The Church of England parish church of Saint Mary the Virgin is built of the local ironstone, which is a ferrous Jurassic limestone. Parts of the south aisle date from the 13th century. However, most of the present building is Decorated Gothic and was built in the 14th century, including the chancel arch, nave arcades, east window and most of the windows in the south aisle. In the 15th century Perpendicular Gothic alterations were made including a clerestory added above the nave, the north aisle rebuilt with new windows, and both aisles extended eastwards to form side chapels.

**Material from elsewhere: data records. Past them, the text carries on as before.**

// This Source Code Form is subject to the terms of the Mozilla Public
// License, v. 2.0. If a copy of the MPL was not distributed with this
// file, You can obtain one at https://mozilla.org/MPL/2.0/.

use std::collections::HashMap;
use std::path::Path;

use async_trait::async_trait;
use serde::{Deserialize, Serialize};

use crate::error::CatalogError;
use crate::model::{EpisodeRecord, PodcastMetadata};

use super::{Catalog, sort_newest_first};

/// One podcast row with its episode rows, as stored in a snapshot file
#[derive(Debug, Clone, Serialize, Deserialize)]
pub struct CatalogEntry {
    #[serde(flatten)]
    pub podcast: PodcastMetadata,
    #[serde(default)]
    pub episodes: Vec<EpisodeRecord>,
}

/// Catalog backed by a JSON snapshot, loaded once into memory
///
/// The file holds an array of podcast rows, each with an `episodes` array.
#[derive(Debug, Clone, Default)]
pub struct FileCatalog {
    entries: HashMap<String, CatalogEntry>,
}

impl FileCatalog {
    /// Load a snapshot file
    pub fn open(path: &Path) -> Result<Self, CatalogError> {
        let content = std::fs::read_to_string(path).map_err(|e| CatalogError::FileReadFailed {
            path: path.to_path_buf(),
            source: e,
        })?;

        let entries: Vec<CatalogEntry> =
            serde_json::from_str(&content).map_err(|e| CatalogError::FileParseFailed {
                path: path.to_path_buf(),
                source: e,
            })?;

        Ok(Self::from_entries(entries))
    }

    /// Build a catalog from in-memory entries; later duplicates win
    pub fn from_entries(entries: Vec<CatalogEntry>) -> Self {
        let entries = entries
            .into_iter()
            .map(|mut entry| {
                sort_newest_first(&mut entry.episodes);
                (entry.podcast.slug.clone(), entry)
            })
            .collect();

        Self { entries }
    }

    /// Slugs of all podcasts in the snapshot, sorted
    pub fn slugs(&self) -> Vec<&str> {
        let mut slugs: Vec<&str> = self.entries.keys().map(String::as_str).collect();
        slugs.sort_unstable();
        slugs
    }
}

#[async_trait]
impl Catalog for FileCatalog {
    async fn podcast(&self, slug: &str) -> Result<Option<PodcastMetadata>, CatalogError> {
        Ok(self.entries.get(slug).map(|entry| entry.podcast.clone()))
    }

    async fn episodes(&self, slug: &str) -> Result<Vec<EpisodeRecord>, CatalogError> {
        Ok(self
            .entries
            .get(slug)
            .map(|entry| entry.episodes.clone())
            .unwrap_or_default())
    }
}

#[cfg(test)]
mod tests {
    use super::*;
    use tempfile::tempdir;

    const SNAPSHOT: &str = r#"[
      {
        "podcast_slug": "morning-devotion",
        "title": "Morning Devotion & Prayer",
        "itunes_owner_email": "host@example.com",
        "episodes": [
          {
            "episode_id": 1,
            "title": "Older",
            "publication_date": "2024-01-08T00:00:00Z",
            "enclosure_url": "https://cdn.example.com/1.mp3"
          },
          {
            "episode_id": 2,
            "title": "Newer",
            "publication_date": "2024-01-15T00:00:00Z",
            "enclosure_url": "https://cdn.example.com/2.mp3"
          }
        ]
      },
      {
        "podcast_slug": "evening-vespers",
        "title": "Evening Vespers"
      }
    ]"#;

    fn write_snapshot(content: &str) -> (tempfile::TempDir, std::path::PathBuf) {
        let dir = tempdir().unwrap();
        let path = dir.path().join("catalog.json");
        std::fs::write(&path, content).unwrap();
        (dir, path)
    }

    #[tokio::test]
    async fn open_loads_podcasts_and_sorts_episodes() {
        let (_dir, path) = write_snapshot(SNAPSHOT);
        let catalog = FileCatalog::open(&path).unwrap();

        assert_eq!(catalog.slugs(), vec!["evening-vespers", "morning-devotion"]);

        let podcast = catalog.podcast("morning-devotion").await.unwrap().unwrap();
        assert_eq!(podcast.title, "Morning Devotion & Prayer");
        assert_eq!(podcast.owner.email.as_deref(), Some("host@example.com"));

        let episodes = catalog.episodes("morning-devotion").await.unwrap();
        let titles: Vec<&str> = episodes.iter().map(|e| e.title.as_str()).collect();
        assert_eq!(titles, vec!["Newer", "Older"]);
    }

    #[tokio::test]
    async fn unknown_slug_is_none() {
        let (_dir, path) = write_snapshot(SNAPSHOT);
        let catalog = FileCatalog::open(&path).unwrap();

        assert!(catalog.podcast("missing").await.unwrap().is_none());
        assert!(catalog.episodes("missing").await.unwrap().is_empty());
        assert!(catalog.episodes("evening-vespers").await.unwrap().is_empty());
    }

    #[test]
    fn open_reports_missing_file() {
        let dir = tempdir().unwrap();
        let result = FileCatalog::open(&dir.path().join("nope.json"));
        assert!(matches!(result, Err(CatalogError::FileReadFailed { .. })));
    }

    #[test]
    fn open_reports_invalid_json() {
        let (_dir, path) = write_snapshot("{ not json");
        let result = FileCatalog::open(&path);
        assert!(matches!(result, Err(CatalogError::FileParseFailed { .. })));
    }
}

The church had a clock by 1512, when the vicar, Roger Lupton, left £6 13s 4d in his will in trust for the churchwardens to pay someone to keep the clock running and chiming every quarter hour and the village curfew. Lupton's will prescribed that the wardens be fined 6s 8d per month of £10 per year if they were to fail. A new clock may have been installed around 1700, and Lupton's clock may then have been transferred to Claydon. The later clock was itself replaced in 1831 with a new one made by John Moore and Sons of Clerkenwell, London.

The bell tower has a ring of bells. There were six, but in 2007 two new treble bells increased this to eight. One of the new bells is named St Mary; the other Fairport Convention Festival Bell.

St. Mary's parish is now part of the Benefice of Shire's Edge along with those of Claydon, Great Bourton, Mollington and Wardington.

By the 13th century Cropredy was associated with the legend of Saint Fremund, a Mercian who was said to have been martyred in the 9th century. Fremund's relics are supposed to have been moved from Offchurch in Warwickshire to Prescote, where they were lost for a time and then rediscovered and moved to Cropredy. They were then moved to the Augustinian Priory at Dunstable, probably in 1207, but an association with Fremund remained at Cropredy. There are records of gifts to a chapel and shrine to the saint here in 1488 and 1539, and a chantry priest serving in St. Fremund's chapel in 1489. During the English Reformation under Edward VI the Crown sold the chapel and its contents in 1549 and it was probably demolished. No trace remains, its site is unknown and it is not clear whether the shrine chapel was at St. Mary's church or elsewhere in the parish.

A Methodist chapel had been built by 1822. The congregation outgrew it so a larger chapel was built on a new site in 1881.